松田聖子を進化させ 全盛期をつくった松本隆!
アイドル歌謡をポップスに変えた若松宗雄!
松田聖子が、1980年代を象徴する存在であり、時代をつくったスーパースターであることは、疑いの余地のないところです……。
そして、デビュー40周年となる今もなお、他を寄せ付けない圧倒的な存在感で、9月30日には、40周年の記念アルバムがリリースされます……。
松田聖子と言うと、自身が作詞・作曲した1990年代の『大切なあなた』や『あなたに逢いたくて〜Missing You〜』、全盛期と言われる1980年代なら、ユーミン作曲の『赤いスイートピー』とか、大瀧詠一作曲の『風立ちぬ』、財津和夫作曲の『チェリーブラッサム』や『夏の扉』、大村雅朗作曲の『SWEET MEMORIES』などが、まず代表曲としてあげられるのが一般的なようです……。
ほかにも、デビュー曲の『裸足の季節』や、続く 2ndシングル『青い珊瑚礁』、ユーミン作曲の『瞳はダイアモンド』『蒼いフォトグラフ』、尾崎亜美が作詞作曲した『ボーイの季節』や『天使のウィンク』、アルバム収録曲ながら紅白でも歌われた『瑠璃色の地球』……と、意外と『白いパラソル』は出てきません……。
ですが、音楽は、そもそも食べ物の好き嫌いと同じように「好みのもの」であって、極めてパ〜ソナルなものですし、それを耳にした当時の記憶や感情と強く結びついているものなので、1981年当時、青春時代を過ごしたヒトであれば、「松田聖子と言えば『白いパラソル』!」というヒトも少なくないと思います……。
たしかに、『裸足の季節』『青い珊瑚礁』『風は秋色』『チェリーブラッサム』『夏の扉」と、1980年4月1日のデビューから約1年の間に出した5枚のシングルは、どれもアップテンポのイケイケの曲なのに対して、6枚目のシングル『白いパラソル』は、ミディアムテンポの曲で、やや地味な印象はあります。実際、リリース前に、当時のレコード会社、CBSソニーの中でも「ちょっと地味なんじゃないのぉ〜?ダイジョ〜ブなのぉ〜?」という声もあったようです……。

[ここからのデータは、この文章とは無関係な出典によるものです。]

// Allow missing docs for internal items in development
#![allow(missing_docs)]

//! Call correlation for socket RPC.
//!
//! Matches asynchronous responses to the calls that caused them, enforces a
//! per-call timeout and guarantees every caller observes exactly one outcome.
//!
//! # Architecture
//!
//! ```text
//! ┌──────────────────────────────────────────────────────────────────┐
//! │                         Session (per connection)                 │
//! ├──────────────────────────────────────────────────────────────────┤
//! │   RpcClient ──issue──▶ ┌──────────────────┐ ◀──complete/fail──┐  │
//! │       │                │  CallCorrelator  │                   │  │
//! │       │ send           └────────┬─────────┘                   │  │
//! │       ▼                         │                             │  │
//! │   FrameSender          ┌────────┴─────────┐      ResponseListener│
//! │       │                │ PendingCallTable │◀── expire_due ──┐  ▲ │
//! │       │                │ (id → oneshot)   │                 │  │ │
//! │       │                └──────────────────┘   TimeoutSweeper│  │ │
//! └───────┼──────────────────────────────────────────────────────┼──┘
//!         ▼                                                      │
//!       Peer ───────────────── response frames ──────▶ FrameReceiver
//! ```
//!
//! # Outcomes
//!
//! A call moves from pending to exactly one of `Completed`, `Faulted`,
//! `TimedOut` or `Cancelled`. Whoever removes the entry from the table first
//! (response path, sweeper or drain) decides the outcome; later attempts are
//! reported as [`Resolution::Stale`] and change nothing.
//!
//! # Usage
//!
//! ```ignore
//! use rpc_correlation::{CorrelationConfig, Session};
//!
//! let session = Session::<serde_json::Value>::open(CorrelationConfig::from_env()?)?;
//! let (id, handle) = session.correlator().issue_call()?;
//! // send a request frame carrying `id`, then:
//! let value = handle.await?;
//! session.close().await;
//! ```

#![warn(clippy::all)]
#![deny(unsafe_code)]
#![cfg_attr(test, allow(clippy::unwrap_used, clippy::expect_used))]

pub mod adapters;
pub mod domain;
pub mod error;
pub mod metrics;
pub mod ports;
pub mod service;
pub mod session;

// Re-exports
pub use adapters::{ListenerReport, ResponseListener, RpcClient};
pub use domain::{
    CallId, CallOutcome, CorrelationConfig, OutcomeKind, PendingCall, PendingCallHandle,
    RemoteFault, RequestFrame, Resolution, ResponseFrame, ResponseStatus, SessionId,
};
pub use error::{CallError, ConfigError, CorrelationError, TransportError};
pub use metrics::{CorrelationStats, StatsSnapshot};
pub use ports::{CorrelationApi, FrameReceiver, FrameSender};
pub use service::{CallCorrelator, PendingCallTable, SweepReport, SweeperHandle, TimeoutSweeper};
pub use session::{Session, SessionReport};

しかーし、松田聖子のデモテープを耳にして惚れ込み、反対する父親を説得し、最初は断られ続け、なかなか決まらなかった所属事務所も決めた、当時の CBSソニーのディレクター、若松宗雄氏は、自分の感覚を信じて『白いパラソル』をリリースし、結果、オリコン・シングルチャート週間1位、リリース翌月の8月には月間1位になるなど大ヒット。
でも……、実は……、ただ単に大ヒットしただけではなく、この『白いパラソル』には、当時は、多くの人が気付いていませんでしたが、その後の松田聖子の活躍を決定付けた、重要な要素がありました……。

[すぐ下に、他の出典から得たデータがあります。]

//! Receive-side adapter: routes response frames to waiting callers.

use crate::domain::{ResponseFrame, Resolution};
use crate::error::TransportError;
use crate::ports::{CorrelationApi, FrameReceiver};
use serde_json::Value;
use std::sync::Arc;
use tracing::{debug, error, warn};

/// Totals for one listener run
#[derive(Debug, Clone, Copy, Default, PartialEq, Eq)]
pub struct ListenerReport {
    /// Frames that settled a waiting call
    pub routed: u64,
    /// Frames for ids that were no longer pending
    pub stale: u64,
    /// Calls cancelled when the transport closed
    pub drained: usize,
}

/// Response listener that feeds incoming frames into the correlator
pub struct ResponseListener {
    correlator: Arc<dyn CorrelationApi<Value>>,
    receiver: Arc<dyn FrameReceiver>,
}

impl ResponseListener {
    pub fn new(
        correlator: Arc<dyn CorrelationApi<Value>>,
        receiver: Arc<dyn FrameReceiver>,
    ) -> Self {
        Self {
            correlator,
            receiver,
        }
    }

    /// Run until the transport closes, then drain the correlator.
    pub async fn run(self) -> ListenerReport {
        let mut report = ListenerReport::default();
        loop {
            match self.receiver.receive().await {
                Ok(frame) => {
                    if self.handle_frame(frame).retired() {
                        report.routed += 1;
                    } else {
                        report.stale += 1;
                    }
                }
                Err(TransportError::Closed) => {
                    warn!("Response stream closed, stopping listener");
                    break;
                }
                Err(e) => {
                    error!(error = %e, "Error receiving response frame");
                }
            }
        }

        // Nothing can answer the remaining calls any more.
        report.drained = self.correlator.drain();
        report
    }

    fn handle_frame(&self, frame: ResponseFrame) -> Resolution {
        let id = frame.id;
        let resolution = match frame.into_result() {
            Ok(payload) => self.correlator.complete_call(id, payload),
            Err(fault) => self.correlator.fail_call(id, fault),
        };

        if resolution == Resolution::Stale {
            debug!(call_id = %id, "Response for unknown or expired call id");
        }
        resolution
    }
}
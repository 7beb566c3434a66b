//! Core data types: decoded trade ticks and per-symbol ticker state.

pub mod ticker;
pub mod trade;

pub use ticker::*;
pub use trade::*;
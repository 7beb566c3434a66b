//! Trade data flowing from the decoder to ticker state.

use chrono::{DateTime, Utc};
use serde::Serialize;

/// A single executed trade, as decoded from a `trade` frame.
#[derive(Debug, Clone, PartialEq, Serialize)]
pub struct TradeTick {
    pub symbol: String,
    pub price: f64,
    pub volume: f64,
    pub timestamp: DateTime<Utc>,
    /// Provider trade-condition codes. Empty when the frame carries none.
    pub conditions: Vec<String>,
}

/// One history entry of a [`Ticker`](super::Ticker).
#[derive(Debug, Clone, Copy, PartialEq, Serialize)]
pub struct TradeRecord {
    pub price: f64,
    pub volume: f64,
    pub timestamp: DateTime<Utc>,
}

impl std::fmt::Display for TradeTick {
    fn fmt(&self, f: &mut std::fmt::Formatter<'_>) -> std::fmt::Result {
        write!(
            f,
            "Trade({} {}x{} at {})",
            self.symbol,
            self.price,
            self.volume,
            self.timestamp.to_rfc3339()
        )
    }
}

と、その前に……、この1981年が、どんな年だったかを思い出してみましょう。
前年の1980年に、田中康夫が『なんとなく、クリスタル』を出し、この1981年も、ハマトラ・ブームの真っ只中。青山の「ボートハウス」の前には行列が絶えず、「ボートハウス」「シップス」「クルーズ」「シーズ」のトレーナーがオシャレの最先端。

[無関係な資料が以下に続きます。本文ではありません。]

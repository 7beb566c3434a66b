//! Live trade subscription.
//!
//! A [`Subscription`] owns one [`Transport`], the set of [`Ticker`]s for the
//! symbols it tracks, and the observer channel. `connect` opens the transport,
//! waits (bounded) for the subscribe messages to go out, and returns; from
//! then on every trade frame is decoded on the transport's background task
//! and handed to a blocking dispatch worker that updates the ticker and runs
//! the callback.
//!
//! # Example
//!
//! ```no_run
//! use std::sync::Arc;
//! use std::time::Duration;
//!
//! use fhub_stream::{OnTick, Subscription};
//!
//! # async fn run() -> fhub_core::Result<()> {
//! let mut sub = Subscription::new("api-key")?;
//! let on_tick: OnTick = Arc::new(|t: &fhub_core::Ticker| println!("{t}"));
//! sub.connect(&["AAPL", "MSFT"], Some(on_tick), 1000, Duration::from_secs(5)).await?;
//! // ...
//! sub.close().await;
//! # Ok(())
//! # }
//! ```

use std::sync::Arc;
use std::time::Duration;

use fhub_core::config::StreamConfig;
use fhub_core::ws::{CloseReason, Transport, WsConnConfig, WsConnection};
use fhub_core::{FhubError, Result, Ticker};
use tokio::time::Instant;
use tracing::{debug, error, info, warn};

use crate::event::{StreamEvent, StreamEventReceiver, StreamEventSender, SubscriptionState};
use crate::session::{OnTick, Session, TickerHandle};

/// One streaming session covering a fixed set of symbols.
pub struct Subscription {
    config: StreamConfig,
    transport: Box<dyn Transport>,
    session: Option<Arc<Session>>,
    dispatcher: Option<tokio::task::JoinHandle<()>>,
    closed: bool,
    events_tx: StreamEventSender,
    events_rx: StreamEventReceiver,
}

impl Subscription {
    /// Subscription against the default endpoint with default settings.
    pub fn new(api_key: impl Into<String>) -> Result<Self> {
        Self::from_config(&StreamConfig::with_api_key(api_key))
    }

    /// Subscription over a websocket built from `config`.
    pub fn from_config(config: &StreamConfig) -> Result<Self> {
        config.validate()?;
        let ws = WsConnConfig {
            url: config.endpoint_url()?,
            ping_interval: config.ping_interval(),
            label: "fhub-ws".into(),
        };
        Ok(Self::with_transport(config.clone(), WsConnection::new(ws)))
    }

    /// Subscription over any transport.
    pub fn with_transport(config: StreamConfig, transport: impl Transport + 'static) -> Self {
        let (events_tx, events_rx) = crossbeam_channel::bounded(config.event_capacity.max(1));
        Self {
            config,
            transport: Box::new(transport),
            session: None,
            dispatcher: None,
            closed: false,
            events_tx,
            events_rx,
        }
    }

    /// Open the connection and subscribe to `symbols`.
    ///
    /// Creates one ticker per symbol, opens the transport, and waits until the
    /// subscribe messages are queued. Fails with [`FhubError::ConnectTimeout`]
    /// if that does not happen within `timeout`, or [`FhubError::Transport`]
    /// if the connection fails first; the transport is closed in both cases.
    pub async fn connect<S: AsRef<str>>(
        &mut self,
        symbols: &[S],
        on_tick: Option<OnTick>,
        max_history: usize,
        timeout: Duration,
    ) -> Result<()> {
        let state = self.state();
        if state != SubscriptionState::Idle {
            return Err(FhubError::InvalidState(format!("connect called while {state}")));
        }
        if symbols.is_empty() {
            return Err(FhubError::Config("no symbols to subscribe".into()));
        }

        info!("starting connection for {} symbol(s)", symbols.len());
        let (dispatch_tx, dispatch_rx) = crossbeam_channel::bounded(self.config.dispatch_capacity.max(1));
        let session = Arc::new(Session::new(
            symbols,
            max_history,
            on_tick,
            dispatch_tx,
            self.events_tx.clone(),
            self.config.trace_frames,
        ));
        session.set_state(SubscriptionState::Connecting);
        self.session = Some(session.clone());

        if let Err(e) = self.transport.open(session.hooks()) {
            error!("could not open transport: {e}");
            session.set_state(SubscriptionState::Error);
            return Err(e);
        }

        let worker = session.clone();
        self.dispatcher = Some(tokio::task::spawn_blocking(move || worker.run_dispatch(dispatch_rx)));

        if let Err(e) = self.wait_ready(&session, timeout).await {
            error!("connection failed: {e}");
            self.close().await;
            return Err(e);
        }
        Ok(())
    }

    /// Poll the session state until it is streaming or `timeout` elapses.
    ///
    /// A timeout too large to represent as a deadline waits without bound.
    async fn wait_ready(&self, session: &Session, timeout: Duration) -> Result<()> {
        let deadline = Instant::now().checked_add(timeout);
        let poll = self.config.ready_poll_interval();
        loop {
            match session.state() {
                SubscriptionState::Streaming => return Ok(()),
                SubscriptionState::Closed if session.reached_streaming() => {
                    info!("connection closed right after subscribing");
                    return Ok(());
                }
                SubscriptionState::Error | SubscriptionState::Closed => {
                    let msg = match session.close_reason() {
                        Some(CloseReason::Failed(msg)) => msg,
                        _ => "connection closed before it was ready".into(),
                    };
                    return Err(FhubError::Transport(msg));
                }
                _ => {}
            }
            let wait = match deadline {
                Some(deadline) => {
                    let now = Instant::now();
                    if now >= deadline {
                        return Err(FhubError::ConnectTimeout(timeout));
                    }
                    poll.min(deadline - now)
                }
                None => poll,
            };
            tokio::time::sleep(wait).await;
        }
    }

    /// Close the connection. Idempotent.
    ///
    /// Once this returns the tick callback is never invoked again, even for
    /// frames that were already received. A callback already running is
    /// waited for. Tickers are dropped.
    pub async fn close(&mut self) {
        let Some(session) = self.session.take() else {
            debug!("close: no active session");
            return;
        };
        session.mark_closed();
        self.transport.close().await;
        if let Some(worker) = self.dispatcher.take()
            && let Err(e) = worker.await
        {
            warn!("dispatch worker ended abnormally: {e}");
        }
        session.set_state(SubscriptionState::Closed);
        self.closed = true;
        info!("subscription closed by caller");
    }

    pub fn state(&self) -> SubscriptionState {
        match &self.session {
            Some(session) => session.state(),
            None if self.closed => SubscriptionState::Closed,
            None => SubscriptionState::Idle,
        }
    }

    /// Tracked symbols, in subscription order.
    pub fn symbols(&self) -> &[String] {
        self.session.as_deref().map(Session::symbols).unwrap_or(&[])
    }

    /// Snapshot of one symbol's ticker.
    pub fn ticker(&self, symbol: &str) -> Option<Ticker> {
        self.ticker_handle(symbol).map(|h| h.read().clone())
    }

    /// Shared handle to one symbol's ticker, for reading without copying.
    pub fn ticker_handle(&self, symbol: &str) -> Option<TickerHandle> {
        self.session.as_ref()?.ticker(symbol).cloned()
    }

    /// Observer channel for non-fatal errors and lifecycle events.
    pub fn events(&self) -> StreamEventReceiver {
        self.events_rx.clone()
    }

    /// Drain the events currently queued on the observer channel.
    pub fn drain_events(&self) -> Vec<StreamEvent> {
        self.events_rx.try_iter().collect()
    }
}

impl Drop for Subscription {
    fn drop(&mut self) {
        // The transport task ends once its shutdown sender is dropped and the
        // dispatch worker once its channel closes; neither may reach the
        // callback in between.
        if let Some(session) = &self.session {
            session.mark_closed();
        }
    }
}

impl std::fmt::Debug for Subscription {
    fn fmt(&self, f: &mut std::fmt::Formatter<'_>) -> std::fmt::Result {
        f.debug_struct("Subscription")
            .field("state", &self.state())
            .field("symbols", &self.symbols())
            .finish_non_exhaustive()
    }
}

また、1981年は、黒柳徹子の『窓ぎわのトットちゃん』が発売され「トットちゃんブーム」が起こり、プロ野球では、阪神の江本孟紀投手が「ベンチがアホ」発言、中日の宇野はヘディング事件を起こし、「レンタル・レコード店」が大流行し、JR は、まだ国鉄で、山手線は国電と呼ばれていたころ……。
ちなみに、赤城乳業が「ガリガリ君」を、ロッテが「雪見だいふく」を発売したのもこの年……、どうでもいいことですが。
音楽で言えば、1970年代を代表するアイドル歌手だった山口百恵が引退したのが 1980年で、入れ替わるように、松田聖子が歌手デビュー。『白いパラソル』が発売された1981年は、ピンク・レディーが解散した年でもあり、何か時代の変わり目を感じさせますね……。
ただ単に区切りのいい数字にこじつけて言っているワケではなく、ファッションといい、音楽といい、なんとなく、この1980年から1981年ころに、時代の空気が大きく変わった気がします……。
「1980年代になった!」という時代のムードがそうさせたのですかね……。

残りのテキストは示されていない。